People will still die of old age.

OTOH, the really tricky thing about cancer is that to "cure" it, we need to really understand it. If we understand it, then we also have the key to true long age. Some (all?) cancer cells are immortal. For at least some of them, the telomeres that shorten with each cell division and therefore cause senescence in cells (why we get old) simply don't shorten. Now THAT will cause a population problem, eventually. But it'll happen slowly enough that we have a decent chance of getting ahold of it, societally.

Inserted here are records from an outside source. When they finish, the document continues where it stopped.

/// Result of a successful login.
#[derive(Debug, Clone, Serialize)]
pub struct LoginOutcome {
    pub account: String,
    pub scopes: Vec<String>,
    pub granted_scope: String,
    pub expires_at: DateTime<Utc>,
    pub has_refresh_token: bool,
}

/// Scopes chosen for a login and what to remember about the choice.
struct ScopePlan {
    services: Vec<String>,
    scopes: Vec<String>,
    readonly: bool,
}

pub struct UserTokenManager {
    vault: CredentialVault,
    env: EnvFallback,
    registry: AuthRegistry,
}

impl UserTokenManager {
    pub fn new(vault: CredentialVault, env: EnvFallback, registry: AuthRegistry) -> Self {
        Self {
            vault,
            env,
            registry,
        }
    }

    /// App identity without requiring the secret.
    fn identity(&self) -> Option<AppIdentity> {
        self.vault.state().read(|c| {
            c.identity().or_else(|| {
                self.env
                    .app_id
                    .as_ref()
                    .map(|id| AppIdentity::new(id, c.base_url()))
            })
        })
    }

    fn expires_at(&self, account: &str) -> i64 {
        self.vault.state().read(|c| {
            c.account(account)
                .map(|a| a.user_access_token_expires_at)
                .unwrap_or_default()
        })
    }

    /// A valid user access token for `account`, refreshing it if needed.
    pub async fn ensure(&self, account: &str) -> Result<Secret, AuthError> {
        let Some(identity) = self.identity() else {
            if let Some(token) = &self.env.user_access_token {
                tracing::debug!("Using {} (no app configured)", EnvFallback::USER_ACCESS_TOKEN);
                return Ok(token.clone());
            }
            return Err(AuthError::Configuration {
                message: "app id is not configured; run `lark auth login` first".to_string(),
            });
        };

        let bucket = identity.account_bucket(account);
        let store = self.vault.user_tokens();
        let access = store.get(CredentialKind::UserAccessToken, &bucket).await?;
        let now = Utc::now().timestamp();

        if let Some(token) = &access {
            let expires_at = self.expires_at(account);
            if expires_at != 0 && expires_at > now + EXPIRY_MARGIN_SECS {
                tracing::debug!("Using cached user token for account {}", account);
                return Ok(token.clone());
            }
        }

        if let Some(refresh_token) = store.get(CredentialKind::UserRefreshToken, &bucket).await? {
            return self.refresh(account, &refresh_token).await;
        }

        if access.is_none() {
            if let Some(token) = &self.env.user_access_token {
                tracing::debug!("Using {}", EnvFallback::USER_ACCESS_TOKEN);
                return Ok(token.clone());
            }
            return Err(AuthError::TokenMissingOrExpired {
                message: format!(
                    "no user access token for account '{}'; run `lark auth user login`",
                    account
                ),
            });
        }

        Err(AuthError::TokenMissingOrExpired {
            message: format!(
                "user access token for account '{}' expired and there is no refresh token; \
                 run `lark auth user login`",
                account
            ),
        })
    }

    async fn refresh(&self, account: &str, refresh_token: &Secret) -> Result<Secret, AuthError> {
        let credentials = resolve_app_credentials(&self.vault, &self.env).await?;
        let endpoints = OAuthEndpoints::for_base_url(&credentials.identity.base_url);
        let client = create_oauth_client(&endpoints, &credentials, None)?;

        tracing::info!("Refreshing user token for account {}", account);
        let grant = refresh_user_token(&client, refresh_token).await?;

        let bucket = credentials.identity.account_bucket(account);
        self.persist_grant(&bucket, &grant, None).await?;
        Ok(grant.access_token)
    }

    /// Store the tokens and the account metadata of a grant.
    ///
    /// With the file backend everything lands in one config write. With the
    /// keychain the refresh token goes first and the config last. A failure
    /// part way leaves an expired access token next to a usable refresh
    /// token.
    async fn persist_grant(
        &self,
        bucket: &Bucket,
        grant: &UserTokenGrant,
        login: Option<&ScopePlan>,
    ) -> Result<DateTime<Utc>, AuthError> {
        let account = bucket.account().to_string();
        let expires_at = grant.expires_at(Utc::now());
        if grant.refresh_token.is_none() {
            tracing::debug!("No refresh token returned; keeping the stored one");
        }

        if self.vault.user_tokens_in_keychain() {
            let keychain = self.vault.keychain();
            if let Some(refresh_token) = &grant.refresh_token {
                keychain
                    .set(CredentialKind::UserRefreshToken, bucket, refresh_token)
                    .await?;
            }
            keychain
                .set(CredentialKind::UserAccessToken, bucket, &grant.access_token)
                .await?;
            self.vault.state().update(|c| {
                let entry = c.user_accounts.entry(account).or_default();
                record_grant(entry, grant, login, expires_at);
            })?;
        } else {
            self.vault.state().update(|c| {
                let entry = c.user_accounts.entry(account).or_default();
                entry.user_access_token = grant.access_token.expose().to_string();
                if let Some(refresh_token) = &grant.refresh_token {
                    entry.refresh_token = refresh_token.expose().to_string();
                }
                record_grant(entry, grant, login, expires_at);
            })?;
        }

        Ok(expires_at)
    }

    fn plan_scopes(&self, request: &mut LoginRequest<'_>) -> Result<ScopePlan, AuthError> {
        let history = self.vault.state().read(|c| {
            c.account(&request.account)
                .and_then(|a| a.user_refresh_token_payload.clone())
        });

        let (services, requested, readonly) = if !request.scopes.is_empty() {
            (Vec::new(), request.scopes.clone(), request.readonly)
        } else if !request.services.is_empty() {
            let scopes = self
                .registry
                .suggested_user_oauth_scopes_from_services(&request.services, request.readonly)?;
            (request.services.clone(), scopes, request.readonly)
        } else if let Some(picker) = request.picker.as_deref_mut() {
            let selection = ScopeSelector::new(self.registry, history, request.readonly)
                .run(picker)?
                .ok_or(AuthError::SelectionCanceled)?;
            (selection.services, selection.scopes, selection.readonly)
        } else if let Some(history) = history.filter(|h| !h.services.is_empty() || !h.scopes.is_empty()) {
            let readonly = request.readonly || history.readonly;
            if history.services.is_empty() {
                (Vec::new(), history.scopes, readonly)
            } else {
                let scopes = self
                    .registry
                    .suggested_user_oauth_scopes_from_services(&history.services, readonly)?;
                (history.services, scopes, readonly)
            }
        } else {
            let services: Vec<String> = self
                .registry
                .list_user_oauth_services()
                .into_iter()
                .map(str::to_string)
                .collect();
            let scopes = self
                .registry
                .suggested_user_oauth_scopes_from_services(&services, request.readonly)?;
            (services, scopes, request.readonly)
        };

        let offline = self.registry.offline_required_for(&services, &requested);
        Ok(ScopePlan {
            scopes: canonicalize_scopes(&requested, offline),
            services,
            readonly,
        })
    }

    /// Run the authorization-code flow and store the result.
    ///
    /// Nothing is written when selection is canceled or any step of the
    /// flow fails.
    pub async fn login(
        &self,
        mut request: LoginRequest<'_>,
        source: &dyn AuthorizationCodeSource,
    ) -> Result<LoginOutcome, AuthError> {
        let credentials = resolve_app_credentials(&self.vault, &self.env).await?;
        let plan = self.plan_scopes(&mut request)?;

        let endpoints = OAuthEndpoints::for_base_url(&credentials.identity.base_url);
        let flow = AuthorizationCodeFlow::new(&endpoints, &credentials, &source.redirect_uri())?;
        let authorization = flow.authorize(&plan.scopes, request.force_consent);

        tracing::info!(
            "Requesting user authorization for account {} ({} scopes)",
            request.account,
            plan.scopes.len()
        );
        let code = source
            .obtain_code(&authorization.url, &authorization.state)
            .await?;
        let grant = flow.exchange_code(&code, authorization).await?;

        let bucket = credentials.identity.account_bucket(&request.account);
        let store = self.vault.user_tokens();
        let had_refresh_token = store
            .get(CredentialKind::UserRefreshToken, &bucket)
            .await?
            .is_some();
        if grant.refresh_token.is_none() {
            if had_refresh_token {
                tracing::warn!("Login returned no refresh token; keeping the previous one");
            } else {
                tracing::warn!(
                    "Login returned no refresh token; the token cannot be refreshed once it expires"
                );
            }
        }

        let expires_at = self
            .persist_grant(&bucket, &grant, Some(&plan))
            .await?;

        Ok(LoginOutcome {
            account: request.account,
            granted_scope: grant.scope.clone().unwrap_or_else(|| plan.scopes.join(" ")),
            scopes: plan.scopes,
            expires_at,
            has_refresh_token: grant.refresh_token.is_some() || had_refresh_token,
        })
    }

    /// Scopes the account's token was granted, if known.
    pub fn granted_scopes(&self, account: &str) -> Option<Vec<String>> {
        self.vault.state().read(|c| {
            let record = c.account(account)?;
            if !record.user_access_token_scope.trim().is_empty() {
                Some(parse_scope_list(&record.user_access_token_scope))
            } else if !record.user_scopes.is_empty() {
                Some(record.user_scopes.clone())
            } else {
                None
            }
        })
    }

    pub async fn status(&self, account: &str) -> Result<UserAccountStatus, AuthError> {
        let store = self.vault.user_tokens();
        let record = self
            .vault
            .state()
            .read(|c| c.account(account).cloned())
            .unwrap_or_default();

        let (access, refresh) = match self.identity() {
            Some(identity) => {
                let bucket = identity.account_bucket(account);
                (
                    store.get(CredentialKind::UserAccessToken, &bucket).await?,
                    store.get(CredentialKind::UserRefreshToken, &bucket).await?,
                )
            }
            None => (None, None),
        };

        let now = Utc::now().timestamp();
        let expires_at = record.user_access_token_expires_at;
        Ok(UserAccountStatus {
            account: account.to_string(),
            logged_in: access.is_some() || refresh.is_some(),
            access_token_valid: access.is_some()
                && expires_at != 0
                && expires_at > now + EXPIRY_MARGIN_SECS,
            access_token_expires_at: record.access_token_expires_at(),
            has_refresh_token: refresh.is_some(),
            scopes: record.user_scopes,
            granted_scope: record.user_access_token_scope,
            storage: store.name(),
        })
    }

    /// Remove the account's tokens and record. Returns whether anything existed.
    pub async fn logout(&self, account: &str) -> Result<bool, AuthError> {
        let store = self.vault.user_tokens();
        if let Some(identity) = self.identity() {
            let bucket = identity.account_bucket(account);
            store.delete(CredentialKind::UserAccessToken, &bucket).await?;
            store.delete(CredentialKind::UserRefreshToken, &bucket).await?;
        }

        let existed = self
            .vault
            .state()
            .update(|c| c.user_accounts.remove(account).is_some())?;
        if existed {
            tracing::info!("Logged out account {}", account);
        }
        Ok(existed)
    }

    /// Log out every account. Returns how many were removed.
    pub async fn logout_all(&self) -> Result<usize, AuthError> {
        let accounts: Vec<String> = self
            .vault
            .state()
            .read(|c| c.user_accounts.keys().cloned().collect());

        let mut removed = 0;
        for account in accounts {
            if self.logout(&account).await? {
                removed += 1;
            }
        }
        Ok(removed)
    }

    pub fn registry(&self) -> &AuthRegistry {
        &self.registry
    }

    pub fn vault(&self) -> &CredentialVault {
        &self.vault
    }
}
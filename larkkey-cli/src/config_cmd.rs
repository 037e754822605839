//! `lark config ...` commands.

use anyhow::Result;
use clap::{Args, Subcommand};
use larkkey_core::config::normalize_base_url;
use larkkey_core::{AppIdentity, AuthError, KeyringBackend, Secret, TokenType};

use crate::auth::secret_in_keyring;
use crate::context::Context;
use crate::print_json;

#[derive(Subcommand, Debug)]
pub enum ConfigCommand {
    /// Change config values
    Set(SetArgs),

    /// Remove config values
    Unset(UnsetArgs),

    /// Print the config with secrets redacted
    Show,
}

#[derive(Args, Debug)]
#[group(required = true, multiple = true)]
pub struct SetArgs {
    #[arg(long)]
    pub app_id: Option<String>,

    #[arg(long)]
    pub app_secret: Option<String>,

    /// Base URL or platform alias (feishu, lark)
    #[arg(long)]
    pub base_url: Option<String>,

    /// Token type used when a command accepts both (tenant, user)
    #[arg(long)]
    pub default_token_type: Option<TokenType>,

    /// Where user tokens live (file, keychain, auto)
    #[arg(long)]
    pub keyring_backend: Option<KeyringBackend>,

    /// Move the app secret to the OS keychain
    #[arg(long)]
    pub store_secret_in_keyring: bool,

    /// Move the app secret to the config file
    #[arg(long)]
    pub store_secret_in_config: bool,
}

impl SetArgs {
    fn touches_app(&self) -> bool {
        self.app_id.is_some()
            || self.app_secret.is_some()
            || self.base_url.is_some()
            || self.store_secret_in_keyring
            || self.store_secret_in_config
    }
}

#[derive(Args, Debug)]
#[group(required = true, multiple = true)]
pub struct UnsetArgs {
    /// App id, app secret and the cached tenant token
    #[arg(long)]
    pub app_id: bool,

    /// App secret from both the config file and the keychain
    #[arg(long)]
    pub app_secret: bool,

    /// Back to the default platform
    #[arg(long)]
    pub base_url: bool,

    /// Back to tenant
    #[arg(long)]
    pub default_token_type: bool,

    /// Back to auto
    #[arg(long)]
    pub keyring_backend: bool,

    /// Cached tenant access token
    #[arg(long)]
    pub tenant_token: bool,

    /// Tokens and records of every user account
    #[arg(long)]
    pub user_tokens: bool,
}

pub async fn run(command: ConfigCommand, ctx: &Context) -> Result<()> {
    match command {
        ConfigCommand::Set(args) => set(ctx, args).await?,
        ConfigCommand::Unset(args) => unset(ctx, args).await?,
        ConfigCommand::Show => {}
    }
    print_json(&ctx.state.snapshot().redacted())
}

async fn set(ctx: &Context, args: SetArgs) -> Result<()> {
    if args.touches_app() {
        set_app(ctx, &args).await?;
    }

    if let Some(token_type) = args.default_token_type {
        ctx.state.update(|c| c.default_token_type = token_type)?;
    }

    if let Some(backend) = args.keyring_backend {
        let before = ctx.vault.user_tokens().name();
        ctx.state.update(|c| c.keyring_backend = backend)?;
        let after = ctx.vault.user_tokens().name();
        if before != after && ctx.state.read(|c| !c.user_accounts.is_empty()) {
            tracing::warn!(
                "User tokens stay in the {} store; log in again to store them in the {} store",
                before,
                after
            );
        }
    }
    Ok(())
}

/// App id, base URL and secret placement change together.
async fn set_app(ctx: &Context, args: &SetArgs) -> Result<()> {
    let current = ctx.state.snapshot();
    let in_keyring = secret_in_keyring(
        args.store_secret_in_keyring,
        args.store_secret_in_config,
        current.app_secret_in_keyring,
    )?;

    let app_id = match args.app_id.as_deref().map(str::trim) {
        Some(id) if !id.is_empty() => id.to_string(),
        Some(_) => {
            return Err(AuthError::Configuration {
                message: "--app-id must not be empty".to_string(),
            }
            .into());
        }
        None => current.app_id.clone(),
    };
    let base_url = match &args.base_url {
        Some(value) => normalize_base_url(value)?,
        None => current.base_url().to_string(),
    };

    let secret = match args.app_secret.as_deref().map(str::trim) {
        Some(secret) if !secret.is_empty() => Some(Secret::new(secret)),
        Some(_) => {
            return Err(AuthError::Configuration {
                message: "--app-secret must not be empty; use `lark config unset --app-secret`"
                    .to_string(),
            }
            .into());
        }
        None => match current.identity() {
            Some(previous) => ctx.vault.app_secret(&previous.bucket()).await?,
            None => None,
        },
    };

    match secret {
        Some(secret) => {
            if app_id.is_empty() {
                return Err(AuthError::Configuration {
                    message: "set --app-id before storing an app secret".to_string(),
                }
                .into());
            }
            let identity = AppIdentity::new(app_id, base_url);
            ctx.vault
                .persist_app_secret(&identity, &secret, in_keyring)
                .await?;
        }
        None => {
            // The keyring flag only describes a stored secret.
            if args.store_secret_in_keyring || args.store_secret_in_config {
                tracing::warn!(
                    "No app secret is stored; pass --app-secret to choose where it is kept"
                );
            }
            ctx.state.update(|c| {
                if c.app_id != app_id || c.base_url() != base_url {
                    c.clear_tenant_cache();
                }
                c.app_id = app_id;
                c.base_url = base_url;
            })?;
        }
    }
    Ok(())
}

async fn unset(ctx: &Context, args: UnsetArgs) -> Result<()> {
    if args.user_tokens {
        let removed = ctx.user().logout_all().await?;
        tracing::info!("Removed {} user account(s)", removed);
    }

    if args.app_secret || args.app_id {
        ctx.vault.clear_app_secret().await?;
    }

    ctx.state.update(|c| {
        if args.app_id {
            c.app_id.clear();
            c.clear_tenant_cache();
        }
        if args.base_url {
            c.base_url.clear();
            c.clear_tenant_cache();
        }
        if args.default_token_type {
            c.default_token_type = TokenType::default();
        }
        if args.keyring_backend {
            c.keyring_backend = KeyringBackend::default();
        }
        if args.tenant_token {
            c.clear_tenant_cache();
        }
    })?;
    Ok(())
}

"Curing" cancers kind of a tricky thing, though. I mean, we know what cancer is. We know what causes it, at a certain level. Cancer is just a transcription error when your cells divide that the body's proofreaders miss and destroys you. Viruses can cause cancer, chemicals can cause cancer, sunlight can cause cancer, and just pure random chance when your body's trillions of cells reproduce millions of genes dozens of times a year. A computer copying files can fuck up if there's something wrong with the hard drive, wrong with the copying medium, the computer gets bumped while copying the files, there's a surge in the power line, you bring a powerful magnet close by, and just pure random chance as millions of bits are copied. Same concept. We might be able to eliminate the outside agencies that cause cancer, like viruses, chemicals, sunlight, radiation, etc. But random chance will still cause it. Until we truly develop reliable nanobots to sweep our bodies for cancer cells (which isn't really a "cure", per se), cancer will be with us.